Transitus Fluvii ("passing through the river" in Latin) or Passage Du Fleuve (in French) is an occult alphabet consisting of 22 characters described by Heinrich Cornelius Agrippa in his Third Book of Occult Philosophy (Cologne, 1533, but written around 1510). It is derived from the Hebrew alphabet and is similar to the Celestial and Malachim alphabets. The name may refer to the crossing of the Euphrates by the Jews on their return from the Babylonian captivity to rebuild the Temple in Jerusalem.

This alphabet can also be found in Abraham de Balmis Peculium Abrae.

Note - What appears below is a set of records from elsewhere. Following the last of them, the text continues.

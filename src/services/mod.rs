//! Service layer. Each service owns one subsystem's semantics and runs every
//! mutating operation inside a single database transaction; HTTP handlers
//! stay thin over these.

pub mod order_workflow;
pub mod orders;
pub mod products;
pub mod reports;
pub mod stock;
pub mod warehouse_transactions;

pub use orders::OrderService;
pub use products::ProductService;
pub use reports::ReportService;
pub use stock::StockLedgerService;
pub use warehouse_transactions::WarehouseTransactionService;
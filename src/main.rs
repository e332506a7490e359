use std::{net::SocketAddr, sync::Arc};

use tokio::{signal, sync::mpsc};
use tower_http::{cors::CorsLayer, trace::TraceLayer};
use tracing::{error, info};

use stockflow_api as api;

#[tokio::main]
async fn main() -> Result<(), Box<dyn std::error::Error>> {
    let cfg = api::config::load_config()?;
    api::config::init_tracing(cfg.log_level(), cfg.log_json);

    let db_pool = api::db::establish_connection_from_app_config(&cfg).await?;
    if cfg.auto_migrate {
        api::db::run_migrations(&db_pool).await.map_err(|e| {
            error!("Failed running migrations: {}", e);
            e
        })?;
    }
    let db = Arc::new(db_pool);

    let (event_tx, event_rx) = mpsc::channel(cfg.event_channel_capacity);
    let event_sender = Arc::new(api::events::EventSender::new(event_tx));
    tokio::spawn(api::events::process_events(event_rx));

    let state = api::AppState::new(db, event_sender);

    api::jobs::spawn_stale_transaction_sweep(
        state.reports.clone(),
        cfg.sweep_interval_secs,
        cfg.stale_transaction_age_mins,
    );

    let app = api::handlers::api_router()
        .with_state(state)
        .layer(TraceLayer::new_for_http())
        .layer(CorsLayer::permissive());

    let addr: SocketAddr = format!("{}:{}", cfg.host, cfg.port).parse()?;
    info!("stockflow-api listening on http://{}", addr);
    let listener = tokio::net::TcpListener::bind(addr).await?;

    axum::serve(listener, app.into_make_service())
        .with_graceful_shutdown(shutdown_signal())
        .await?;

    Ok(())
}

async fn shutdown_signal() {
    let ctrl_c = async {
        signal::ctrl_c()
            .await
            .expect("failed to install Ctrl+C handler");
    };

    #[cfg(unix)]
    let terminate = async {
        use tokio::signal::unix::{signal, SignalKind};

        let mut sigterm =
            signal(SignalKind::terminate()).expect("failed to install signal handler");
        sigterm.recv().await;
    };

    #[cfg(not(unix))]
    let terminate = std::future::pending::<()>();

    tokio::select! {
        _ = ctrl_c => {},
        _ = terminate => {},
    }
}
//! Background jobs. These are advisory, read-only sweeps; they never mutate
//! state and share nothing with the request path beyond the pool.

use crate::services::ReportService;
use std::time::Duration;
use tokio::task::JoinHandle;
use tracing::{debug, info, warn};

/// Spawns a periodic sweep that reports transactions stuck in `pending`.
pub fn spawn_stale_transaction_sweep(
    reports: ReportService,
    interval_secs: u64,
    max_age_mins: i64,
) -> JoinHandle<()> {
    info!(
        interval_secs = interval_secs,
        max_age_mins = max_age_mins,
        "Starting stale-transaction sweep"
    );

    tokio::spawn(async move {
        let mut interval = tokio::time::interval(Duration::from_secs(interval_secs));
        interval.set_missed_tick_behavior(tokio::time::MissedTickBehavior::Skip);

        loop {
            interval.tick().await;

            match reports.stale_pending_transactions(max_age_mins).await {
                Ok(stale) if stale.is_empty() => {
                    debug!("Stale-transaction sweep found nothing");
                }
                Ok(stale) => {
                    for transaction in &stale {
                        warn!(
                            transaction_id = %transaction.id,
                            transaction_number = %transaction.transaction_number,
                            created_at = %transaction.created_at,
                            "Transaction pending for longer than {} minutes",
                            max_age_mins
                        );
                    }
                }
                Err(e) => {
                    warn!(error = %e, "Stale-transaction sweep failed");
                }
            }
        }
    })
}
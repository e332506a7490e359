use async_trait::async_trait;
use chrono::{DateTime, Utc};
use rust_decimal::Decimal;
use sea_orm::entity::prelude::*;
use sea_orm::{ActiveValue, Set};
use serde::{Deserialize, Serialize};
use uuid::Uuid;

/// One product line on an inventory transaction. `variance_quantity` is
/// `actual - planned`, computed when the transaction is processed.
#[derive(Clone, Debug, PartialEq, Eq, DeriveEntityModel, Serialize, Deserialize)]
#[sea_orm(table_name = "transaction_items")]
pub struct Model {
    #[sea_orm(primary_key, auto_increment = false)]
    pub id: Uuid,
    pub transaction_id: Uuid,
    pub product_id: Uuid,
    pub sku: String,
    pub product_name: String,
    pub planned_quantity: i32,
    pub actual_quantity: Option<i32>,
    pub variance_quantity: Option<i32>,
    pub unit_cost: Option<Decimal>,
    pub total_cost: Option<Decimal>,
    pub lot_number: Option<String>,
    pub serial_number: Option<String>,
    pub expiry_date: Option<DateTime<Utc>>,
    pub created_at: DateTime<Utc>,
}

#[derive(Copy, Clone, Debug, EnumIter, DeriveRelation)]
pub enum Relation {
    #[sea_orm(
        belongs_to = "super::inventory_transaction::Entity",
        from = "Column::TransactionId",
        to = "super::inventory_transaction::Column::Id"
    )]
    Transaction,
    #[sea_orm(
        belongs_to = "super::product::Entity",
        from = "Column::ProductId",
        to = "super::product::Column::Id"
    )]
    Product,
}

impl Related<super::inventory_transaction::Entity> for Entity {
    fn to() -> RelationDef {
        Relation::Transaction.def()
    }
}

impl Related<super::product::Entity> for Entity {
    fn to() -> RelationDef {
        Relation::Product.def()
    }
}

#[async_trait]
impl ActiveModelBehavior for ActiveModel {
    async fn before_save<C: ConnectionTrait>(self, _db: &C, _insert: bool) -> Result<Self, DbErr>
    where
        C: ConnectionTrait,
    {
        let mut active_model = self;
        if let ActiveValue::NotSet = active_model.created_at {
            active_model.created_at = Set(Utc::now());
        }
        Ok(active_model)
    }
}
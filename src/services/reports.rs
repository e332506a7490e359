use crate::{
    db::DbPool,
    entities::inventory_transaction::{self, Entity as TransactionEntity, TransactionStatus},
    errors::ServiceError,
};
use chrono::{Duration, Utc};
use sea_orm::{ColumnTrait, EntityTrait, QueryFilter, QueryOrder};
use std::sync::Arc;
use tracing::instrument;

/// Read-only advisory queries. Shares no mutable state with the request
/// path; the sweep job in `jobs` runs these on a schedule.
#[derive(Clone)]
pub struct ReportService {
    db_pool: Arc<DbPool>,
}

impl ReportService {
    pub fn new(db_pool: Arc<DbPool>) -> Self {
        Self { db_pool }
    }

    /// Transactions sitting in `pending` for longer than `max_age_mins`,
    /// oldest first.
    #[instrument(skip(self))]
    pub async fn stale_pending_transactions(
        &self,
        max_age_mins: i64,
    ) -> Result<Vec<inventory_transaction::Model>, ServiceError> {
        let cutoff = Utc::now() - Duration::minutes(max_age_mins);

        TransactionEntity::find()
            .filter(inventory_transaction::Column::Status.eq(TransactionStatus::Pending.as_str()))
            .filter(inventory_transaction::Column::CreatedAt.lt(cutoff))
            .order_by_asc(inventory_transaction::Column::CreatedAt)
            .all(self.db_pool.as_ref())
            .await
            .map_err(ServiceError::db_error)
    }
}
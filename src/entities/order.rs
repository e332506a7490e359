use async_trait::async_trait;
use chrono::{DateTime, Utc};
use rust_decimal::Decimal;
use sea_orm::entity::prelude::*;
use sea_orm::{ActiveValue, Set};
use serde::{Deserialize, Serialize};
use uuid::Uuid;
use validator::Validate;

/// Order lifecycle status. Transitions between statuses are governed by the
/// workflow table in `services::order_workflow`.
#[derive(Debug, Clone, Copy, PartialEq, Eq, Hash, Serialize, Deserialize)]
pub enum OrderStatus {
    Draft,
    Pending,
    Confirmed,
    Processing,
    Picking,
    Packed,
    Shipped,
    OutForDelivery,
    Delivered,
    Cancelled,
    Returned,
    Refunded,
}

impl OrderStatus {
    pub fn as_str(&self) -> &'static str {
        match self {
            OrderStatus::Draft => "draft",
            OrderStatus::Pending => "pending",
            OrderStatus::Confirmed => "confirmed",
            OrderStatus::Processing => "processing",
            OrderStatus::Picking => "picking",
            OrderStatus::Packed => "packed",
            OrderStatus::Shipped => "shipped",
            OrderStatus::OutForDelivery => "out_for_delivery",
            OrderStatus::Delivered => "delivered",
            OrderStatus::Cancelled => "cancelled",
            OrderStatus::Returned => "returned",
            OrderStatus::Refunded => "refunded",
        }
    }

    pub fn from_str(s: &str) -> Option<Self> {
        match s {
            "draft" => Some(OrderStatus::Draft),
            "pending" => Some(OrderStatus::Pending),
            "confirmed" => Some(OrderStatus::Confirmed),
            "processing" => Some(OrderStatus::Processing),
            "picking" => Some(OrderStatus::Picking),
            "packed" => Some(OrderStatus::Packed),
            "shipped" => Some(OrderStatus::Shipped),
            "out_for_delivery" => Some(OrderStatus::OutForDelivery),
            "delivered" => Some(OrderStatus::Delivered),
            "cancelled" => Some(OrderStatus::Cancelled),
            "returned" => Some(OrderStatus::Returned),
            "refunded" => Some(OrderStatus::Refunded),
            _ => None,
        }
    }
}

#[derive(Clone, Debug, PartialEq, Eq, DeriveEntityModel, Serialize, Deserialize, Validate)]
#[sea_orm(table_name = "orders")]
pub struct Model {
    #[sea_orm(primary_key, auto_increment = false)]
    pub id: Uuid,

    #[validate(length(
        min = 1,
        max = 50,
        message = "Order number must be between 1 and 50 characters"
    ))]
    pub order_number: String,

    pub customer_id: Uuid,
    pub status: String,
    pub priority: String,
    pub order_date: DateTime<Utc>,
    pub total_amount: Decimal,
    pub currency: String,
    pub payment_status: String,
    pub shipping_address: Option<String>,
    pub billing_address: Option<String>,
    pub tracking_number: Option<String>,
    pub carrier: Option<String>,
    pub notes: Option<String>,
    pub created_at: DateTime<Utc>,
    pub updated_at: Option<DateTime<Utc>>,
    pub version: i32,
}

impl Model {
    pub fn order_status(&self) -> Option<OrderStatus> {
        OrderStatus::from_str(&self.status)
    }
}

#[derive(Copy, Clone, Debug, EnumIter, DeriveRelation)]
pub enum Relation {
    #[sea_orm(has_many = "super::order_item::Entity")]
    Items,
    #[sea_orm(has_many = "super::order_status_history::Entity")]
    StatusHistory,
}

impl Related<super::order_item::Entity> for Entity {
    fn to() -> RelationDef {
        Relation::Items.def()
    }
}

impl Related<super::order_status_history::Entity> for Entity {
    fn to() -> RelationDef {
        Relation::StatusHistory.def()
    }
}

#[async_trait]
impl ActiveModelBehavior for ActiveModel {
    async fn before_save<C: ConnectionTrait>(self, _db: &C, _insert: bool) -> Result<Self, DbErr>
    where
        C: ConnectionTrait,
    {
        let mut active_model = self;
        if let ActiveValue::NotSet = active_model.created_at {
            active_model.created_at = Set(Utc::now());
        }
        Ok(active_model)
    }
}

Grammatica hebraea una cum latino, Venetiis, 1523, sig. B6v.
as well as in Geoffroy Tory, Champ Fleury, Paris 1529, f. 76v ubi tamen: "Lettres Chaldaiques", and Giovanni Agostino Panteo's (Pantheus) Voarchadumia contra alchimiam, Venice, 1530, pp. 545–46. Pantheus claims that, while the Hebrew alphabet was entrusted to Moses and Enochian to Enoch, the Transitus Fluvii was entrusted to Abraham.

== Appearances in popular culture ==
The alphabet is depicted in the movie The Blair Witch Project. It is also referenced in the book An Enemy at Green Knowe, part of the Green Knowe series by British author Lucy Boston.